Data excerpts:
Content starts

use axum::body::Body;
use axum::extract::{ConnectInfo, Path, State};
use axum::http::{header, StatusCode};
use axum::response::{IntoResponse, Response};
use axum::Json;
use std::net::SocketAddr;
use tokio_stream::wrappers::ReceiverStream;

use crate::errors::StreamError;
use crate::web::AppState;

/// `GET /play/{portal_id}/{channel_id}` — dispatch a live stream. The
/// response is chunked media; MAC exhaustion maps to 502 with a short
/// JSON body, an unknown channel to 404.
pub async fn play(
    State(state): State<AppState>,
    Path((portal_id, channel_id)): Path<(String, String)>,
    ConnectInfo(remote): ConnectInfo<SocketAddr>,
) -> Response {
    let client_ip = remote.ip().to_string();

    match state
        .dispatcher
        .dispatch(&portal_id, &channel_id, &client_ip)
        .await
    {
        Ok(stream) => {
            let body = Body::from_stream(ReceiverStream::new(stream.receiver));
            Response::builder()
                .status(StatusCode::OK)
                .header(header::CONTENT_TYPE, stream.content_type)
                .header(header::CACHE_CONTROL, "no-store")
                .body(body)
                .unwrap_or_else(|_| StatusCode::INTERNAL_SERVER_ERROR.into_response())
        }
        Err(err) => {
            let status = match &err {
                StreamError::UnknownChannel { .. } => StatusCode::NOT_FOUND,
                _ => StatusCode::BAD_GATEWAY,
            };
            (status, Json(serde_json::json!({"error": err.to_string()}))).into_response()
        }
    }
}

/// `GET /streaming` — active sessions grouped by portal.
pub async fn active_sessions(State(state): State<AppState>) -> Json<serde_json::Value> {
    let snapshot = state.sessions.snapshot();
    Json(serde_json::to_value(snapshot).unwrap_or_else(|_| serde_json::json!({})))
}
/// Presence-only update for a channel whose hash was unchanged: refresh
/// MAC availability and merge links, and clear a pending soft-delete.
pub async fn update_channel_presence(
    conn: &mut SqliteConnection,
    portal_id: &str,
    channel_id: &str,
    available_macs: &[String],
    alternate_ids: &[String],
) -> Result<()> {
    sqlx::query(
        "UPDATE channels SET
            available_macs = ?,
            alternate_ids = ?,
            enabled = CASE
                WHEN missing_since IS NOT NULL THEN COALESCE(prior_enabled, enabled)
                ELSE enabled
            END,
            prior_enabled = NULL,
            missing_since = NULL
        WHERE portal_id = ? AND channel_id = ?",
    )
    .bind(csv_join(available_macs))
    .bind(csv_join(alternate_ids))
    .bind(portal_id)
    .bind(channel_id)
    .execute(conn)
    .await?;
    Ok(())
}

/// Replace normalized tag rows for one channel.
pub async fn sync_channel_tags(
    conn: &mut SqliteConnection,
    portal_id: &str,
    channel_id: &str,
    event_tags: &[String],
    misc_tags: &[String],
) -> Result<()> {
    sqlx::query("DELETE FROM channel_tags WHERE portal_id = ? AND channel_id = ?")
        .bind(portal_id)
        .bind(channel_id)
        .execute(&mut *conn)
        .await?;
    for (tag_type, values) in [("event", event_tags), ("misc", misc_tags)] {
        for value in values {
            sqlx::query(
                "INSERT OR IGNORE INTO channel_tags (portal_id, channel_id, tag_type, tag_value)
                 VALUES (?, ?, ?, ?)",
            )
            .bind(portal_id)
            .bind(channel_id)
            .bind(tag_type)
            .bind(value)
            .execute(&mut *conn)
            .await?;
        }
    }
    Ok(())
}

/// Merged-away alternates must not keep their own rows.
pub async fn delete_channels(
    conn: &mut SqliteConnection,
    portal_id: &str,
    channel_ids: &[String],
) -> Result<()> {
    for channel_id in channel_ids {
        sqlx::query("DELETE FROM channels WHERE portal_id = ? AND channel_id = ?")
            .bind(portal_id)
            .bind(channel_id)
            .execute(&mut *conn)
            .await?;
        sqlx::query("DELETE FROM channel_tags WHERE portal_id = ? AND channel_id = ?")
            .bind(portal_id)
            .bind(channel_id)
            .execute(&mut *conn)
            .await?;
    }
    Ok(())
}
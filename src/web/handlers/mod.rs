pub mod epg;
pub mod health;
pub mod playlist;
pub mod portal;
pub mod streaming;
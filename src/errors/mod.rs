//! Error type definitions for the stalker-proxy application
//!
//! The portal, EPG and streaming subsystems each surface their own error
//! enum; services compose them through `anyhow` and the web layer maps
//! them onto HTTP statuses.

use thiserror::Error;

/// Errors surfaced by the portal client.
///
/// Only `Unreachable` and `Throttled` are retried; `AuthFailed` surfaces
/// immediately and `NoLink` drives dispatcher failover.
#[derive(Error, Debug)]
pub enum PortalError {
    /// Network/transport failure talking to the portal
    #[error("portal unreachable: {0}")]
    Unreachable(String),

    /// Protocol-level authentication failure (HTTP error, missing token
    /// field, or a response shape the handshake cannot interpret)
    #[error("portal authentication failed: {0}")]
    AuthFailed(String),

    /// Portal asked us to back off (HTTP 429/503)
    #[error("portal throttled (HTTP {0})")]
    Throttled(u16),

    /// Portal returned a sentinel null/empty cmd for a channel
    #[error("portal returned no stream link")]
    NoLink,
}

impl PortalError {
    pub fn is_retryable(&self) -> bool {
        matches!(
            self,
            PortalError::Unreachable(_) | PortalError::Throttled(_)
        )
    }
}

/// Errors from the EPG source manager
#[derive(Error, Debug)]
pub enum EpgError {
    /// Download failure for a source URL
    #[error("EPG download failed for {url}: {message}")]
    Download { url: String, message: String },

    /// Malformed XMLTV at element boundary. The offending element is
    /// skipped; this variant only surfaces when the whole document is
    /// unreadable.
    #[error("XMLTV parse error: {0}")]
    Parse(String),

    /// Programme store failure
    #[error("EPG store error: {0}")]
    Store(#[from] sqlx::Error),
}

/// Errors from the stream dispatcher
#[derive(Error, Debug)]
pub enum StreamError {
    /// No MAC in the selection domain had a free slot
    #[error("no free MAC for portal {portal_id} channel {channel_id}")]
    NoFreeMac {
        portal_id: String,
        channel_id: String,
    },

    /// FFmpeg produced no bytes within the startup grace period
    #[error("stream start timed out after {0:?}")]
    StartTimeout(std::time::Duration),

    /// Every candidate MAC was tried and none yielded a working stream
    #[error("all MACs exhausted for portal {portal_id} channel {channel_id}")]
    Exhausted {
        portal_id: String,
        channel_id: String,
    },

    /// Channel is unknown to the catalog
    #[error("unknown channel {channel_id} on portal {portal_id}")]
    UnknownChannel {
        portal_id: String,
        channel_id: String,
    },
}
//! M3U playlist emission
//!
//! Enabled channels in effective-display-name order (stable tie-break on
//! portal and channel id, inherited from the catalog query), each entry
//! pointing back at this proxy's `/play/` route. Two emissions over the
//! same catalog snapshot are byte-identical.

use anyhow::Result;

use crate::database::Database;
use crate::models::ChannelRecord;

/// Render the playlist for the given public host (scheme-less host[:port],
/// from configuration or the request's Host header).
pub async fn generate_playlist(database: &Database, public_host: &str) -> Result<String> {
    let channels = database.list_enabled_channels().await?;
    Ok(render(&channels, public_host))
}

fn render(channels: &[ChannelRecord], public_host: &str) -> String {
    let mut out = String::with_capacity(channels.len() * 160 + 16);
    out.push_str("#EXTM3U\n");

    for channel in channels {
        let name = channel.effective_display_name();
        let number = channel.effective_number();
        let group = channel.effective_genre();
        let epg_id = channel.effective_epg_id();

        out.push_str("#EXTINF:-1");
        push_attr(&mut out, "tvg-id", epg_id);
        push_attr(&mut out, "tvg-name", name);
        if !channel.logo.is_empty() {
            push_attr(&mut out, "tvg-logo", &channel.logo);
        }
        if !number.is_empty() {
            push_attr(&mut out, "tvg-chno", number);
        }
        if !group.is_empty() {
            push_attr(&mut out, "group-title", group);
        }
        out.push(',');
        out.push_str(name);
        out.push('\n');
        out.push_str(&format!(
            "http://{}/play/{}/{}\n",
            public_host, channel.portal_id, channel.channel_id
        ));
    }

    out
}

fn push_attr(out: &mut String, key: &str, value: &str) {
    out.push(' ');
    out.push_str(key);
    out.push_str("=\"");
    // Double quotes would break attribute parsing in downstream players
    out.push_str(&value.replace('"', "'"));
    out.push('"');
}

#[cfg(test)]
mod tests {
    use super::*;

    fn channel(id: &str, name: &str) -> ChannelRecord {
        ChannelRecord {
            portal_id: "p1".into(),
            channel_id: id.into(),
            name: name.into(),
            number: id.into(),
            genre: "News".into(),
            logo: format!("http://logos/{id}.png"),
            enabled: true,
            ..Default::default()
        }
    }

    #[test]
    fn entries_carry_standard_attributes() {
        let out = render(&[channel("1", "BBC One")], "proxy.local:8001");
        assert!(out.starts_with("#EXTM3U\n"));
        assert!(out.contains(r#"tvg-id="BBC One""#));
        assert!(out.contains(r#"tvg-name="BBC One""#));
        assert!(out.contains(r#"tvg-logo="http://logos/1.png""#));
        assert!(out.contains(r#"tvg-chno="1""#));
        assert!(out.contains(r#"group-title="News""#));
        assert!(out.contains(",BBC One\nhttp://proxy.local:8001/play/p1/1\n"));
    }

    #[test]
    fn custom_overrides_take_precedence() {
        let mut ch = channel("1", "BBC One FHD");
        ch.custom_name = "BBC 1".into();
        ch.custom_number = "101".into();
        ch.custom_genre = "UK".into();
        ch.custom_epg_id = "bbc1.uk".into();
        let out = render(&[ch], "host");
        assert!(out.contains(r#"tvg-id="bbc1.uk""#));
        assert!(out.contains(r#"tvg-name="BBC 1""#));
        assert!(out.contains(r#"tvg-chno="101""#));
        assert!(out.contains(r#"group-title="UK""#));
    }

    #[test]
    fn emission_is_byte_stable() {
        let channels = vec![channel("1", "A"), channel("2", "B")];
        let a = render(&channels, "host");
        let b = render(&channels, "host");
        assert_eq!(a, b);
    }

    #[test]
    fn quotes_in_names_are_sanitized() {
        let out = render(&[channel("1", r#"The "Best" Channel"#)], "host");
        assert!(out.contains(r#"tvg-name="The 'Best' Channel""#));
    }
}
//! MAC scheduler
//!
//! Scores the MACs of a portal for a playback request and returns an
//! ordered candidate list. Pure over its inputs: the session table passes
//! in active counts, config passes in the per-portal cap, and `today`
//! makes expiry filtering deterministic under test.

use chrono::NaiveDate;
use std::collections::HashMap;

use crate::models::MacCandidate;

/// Scoring weights; the defaults match the tuned production values.
#[derive(Debug, Clone, Copy)]
pub struct ScoreWeights {
    pub idle: f64,
    pub slots: f64,
    pub expiry: f64,
}

impl Default for ScoreWeights {
    fn default() -> Self {
        Self {
            idle: 1.0,
            slots: 0.6,
            expiry: 0.4,
        }
    }
}

/// Days-to-expiry window that starts costing score
const EXPIRY_HORIZON_DAYS: i64 = 30;

/// Effective concurrent-stream cap for one MAC: the lesser of the portal
/// configuration and the portal-reported limit, unknown values excluded;
/// fully unknown means one stream.
pub fn effective_cap(streams_per_mac: u32, playback_limit: u32) -> u32 {
    match (streams_per_mac, playback_limit) {
        (0, 0) => 1,
        (cap, 0) | (0, cap) => cap,
        (a, b) => a.min(b),
    }
}

/// Idle preference: long-idle MACs (high watchdog timeout) are the least
/// likely to trip a portal-side concurrency check.
fn f_idle(watchdog_timeout: u32) -> f64 {
    match watchdog_timeout {
        0..=59 => 0.0,
        60..=299 => 0.3,
        300..=1799 => 0.7,
        _ => 1.0,
    }
}

/// 0.0 far from expiry → 1.0 at expiry; unknown expiry costs nothing.
fn closeness_to_expiry(expiry: Option<NaiveDate>, today: NaiveDate) -> f64 {
    match expiry {
        Some(date) => {
            let days = (date - today).num_days();
            if days <= 0 {
                1.0
            } else if days >= EXPIRY_HORIZON_DAYS {
                0.0
            } else {
                (EXPIRY_HORIZON_DAYS - days) as f64 / EXPIRY_HORIZON_DAYS as f64
            }
        }
        None => 0.0,
    }
}

/// Produce the ordered MAC list for `(portal, channel)`.
///
/// The domain is the caller-supplied candidate set (already intersected
/// with the channel's `available_macs`), filtered for expiry and
/// busy-ness. The result is a slice to try in order, not a single pick.
pub fn select_macs(
    candidates: &[MacCandidate],
    active_counts: &HashMap<String, usize>,
    streams_per_mac: u32,
    weights: ScoreWeights,
    today: NaiveDate,
) -> Vec<String> {
    let mut scored: Vec<(f64, u32, Option<NaiveDate>, &str)> = Vec::new();

    for candidate in candidates {
        if let Some(expiry) = candidate.expiry {
            if expiry < today {
                continue;
            }
        }

        let cap = effective_cap(streams_per_mac, candidate.playback_limit);
        let active = *active_counts.get(&candidate.mac).unwrap_or(&0) as u32;
        if active >= cap {
            continue;
        }
        let free_slots = cap - active;

        let score = weights.idle * f_idle(candidate.watchdog_timeout)
            + weights.slots * f64::from(free_slots) / f64::from(cap.max(1))
            - weights.expiry * closeness_to_expiry(candidate.expiry, today);

        scored.push((score, free_slots, candidate.expiry, candidate.mac.as_str()));
    }

    // Ties: more free slots, later expiry (unknown sorts as latest),
    // lexicographic MAC.
    scored.sort_by(|a, b| {
        b.0.partial_cmp(&a.0)
            .unwrap_or(std::cmp::Ordering::Equal)
            .then_with(|| b.1.cmp(&a.1))
            .then_with(|| match (a.2, b.2) {
                (None, None) => std::cmp::Ordering::Equal,
                (None, Some(_)) => std::cmp::Ordering::Less,
                (Some(_), None) => std::cmp::Ordering::Greater,
                (Some(x), Some(y)) => y.cmp(&x),
            })
            .then_with(|| a.3.cmp(b.3))
    });

    scored
        .into_iter()
        .map(|(_, _, _, mac)| mac.to_string())
        .collect()
}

Content ends

=== Goal of the exercise ===
Reproduce each line of the records in which "impl" appears.

=== Your response ===
impl PortalError {
impl Default for ScoreWeights {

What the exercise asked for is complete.